Jared Cotter A.K.A “Gay”
I forgot what Gay sang, but he has to be the biggest-eye browed contestant, ever. And oh-so-gay (not that there’s anything wrong with that). I like how they butched him up for last night’s show, though. I was almost distracted by it enough to not notice that there’s a reason none of us have seen him perform yet this season… HE SUCKS. Talk about someone who is boring and unmarketable. Put Gay, Raul and Bollywon’t in a mime troupe and you’ll have an instant Benetton commercial – and the world will be a much more aurally wonderful place.

AJ Tabaldo A.K.A. “Blue Collar” - Never Too Much
Ok, first, you are no longer in High School (at least at the age of 22 you shouldn’t be)… so put your damn collar down. By wearing your collar up you are standing for everything I hate in life. On top of that, every note you sang out of tune rolled around your squatty neck and right back toward the microphone – causing my ears to bleed. Yes, that’s right Blue Collar, you have earned my disfavor. So put your collar down next week, mmmkay – if there IS a next week for you!

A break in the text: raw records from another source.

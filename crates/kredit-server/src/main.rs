//! Kredit Server: application entry point.

use anyhow::Context;
use kredit_db::DbManager;
use kredit_server::{AppState, ServerConfig, build_router, telemetry};
use tokio::net::TcpListener;
use tracing::info;

#[tokio::main]
async fn main() -> anyhow::Result<()> {
    telemetry::init();

    let config = ServerConfig::load()?;
    let auth = config.auth_config()?;

    let db = DbManager::connect(&config.database)
        .await
        .context("connecting to SurrealDB")?;
    kredit_db::run_migrations(db.client()).await?;

    let state = AppState::new(db.client().clone(), auth);
    let listener = TcpListener::bind(&config.bind_address)
        .await
        .with_context(|| format!("binding {}", config.bind_address))?;

    info!(address = %listener.local_addr()?, "Kredit server listening");
    axum::serve(listener, build_router(state)).await?;

    info!("Kredit server stopped");
    Ok(())
}
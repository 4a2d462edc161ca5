//! Integration tests for the Customer repository using in-memory SurrealDB.

use kredit_core::error::KreditError;
use kredit_core::models::customer::CreateCustomer;
use kredit_core::repository::CustomerRepository;
use kredit_db::repository::SurrealCustomerRepository;
use rust_decimal_macros::dec;
use surrealdb::Surreal;
use surrealdb::engine::local::{Db, Mem};

async fn setup() -> SurrealCustomerRepository<Db> {
    let db = Surreal::new::<Mem>(()).await.unwrap();
    db.use_ns("test").use_db("test").await.unwrap();
    kredit_db::run_migrations(&db).await.unwrap();
    SurrealCustomerRepository::new(db)
}

fn customer(nik: &str) -> CreateCustomer {
    CreateCustomer {
        nik: nik.into(),
        password_hash: "$argon2id$v=19$m=8,t=1,p=1$c2FsdA$aGFzaA".into(),
        full_name: "Alif Coba".into(),
        legal_name: "Alif Coba".into(),
        birth_place: "Bandung".into(),
        birth_date: "1995-01-01".into(),
        salary: dec!(7500000.50),
        ktp_photo: Some("bm9uY2VjaXBoZXJ0ZXh0".into()),
        selfie_photo: None,
    }
}

#[tokio::test]
async fn create_and_get_customer() {
    let repo = setup().await;

    let created = repo.create(customer("182381283182")).await.unwrap();
    assert_eq!(created.id, 1);
    assert_eq!(created.nik, "182381283182");

    let by_nik = repo
        .get_by_nik("182381283182")
        .await
        .unwrap()
        .expect("customer should be found by NIK");
    assert_eq!(by_nik.id, created.id);
    assert_eq!(by_nik.full_name, "Alif Coba");
    assert_eq!(by_nik.salary, dec!(7500000.50));
    assert_eq!(by_nik.ktp_photo.as_deref(), Some("bm9uY2VjaXBoZXJ0ZXh0"));
    assert_eq!(by_nik.selfie_photo, None);
    assert!(!by_nik.password_hash.is_empty());

    let by_id = repo
        .get_by_id(created.id)
        .await
        .unwrap()
        .expect("customer should be found by id");
    assert_eq!(by_id.nik, "182381283182");
}

#[tokio::test]
async fn missing_customer_is_none_not_error() {
    let repo = setup().await;

    assert!(repo.get_by_nik("000000000000").await.unwrap().is_none());
    assert!(repo.get_by_id(42).await.unwrap().is_none());
}

#[tokio::test]
async fn ids_are_assigned_by_the_store() {
    let repo = setup().await;

    let first = repo.create(customer("1000")).await.unwrap();
    let second = repo.create(customer("2000")).await.unwrap();
    let third = repo.create(customer("3000")).await.unwrap();

    assert_eq!((first.id, second.id, third.id), (1, 2, 3));
}

#[tokio::test]
async fn duplicate_nik_is_rejected_by_the_index() {
    let repo = setup().await;

    repo.create(customer("182381283182")).await.unwrap();
    let err = repo.create(customer("182381283182")).await.unwrap_err();

    assert!(
        matches!(err, KreditError::AlreadyExists { ref entity } if entity == "customer"),
        "unexpected error: {err}"
    );
}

Phil Stacy A.K.A. “Baby Daddah” - I Could Not Ask For More
Remember 6th grade gym class? There was one slightly retarded kid who’d start the 50 yard dash just before the teacher would yell “Go!” and everyone would have to start over? Yeah, now you know what happened to him – he made it onto American Idol. But it’s interesting to note that once that retard got off the line, he was the best runner in the class! Baby Daddah was, by far, the best singer of the night. Now, if someone would just give him some concealer for his jacked-up-eyeholes.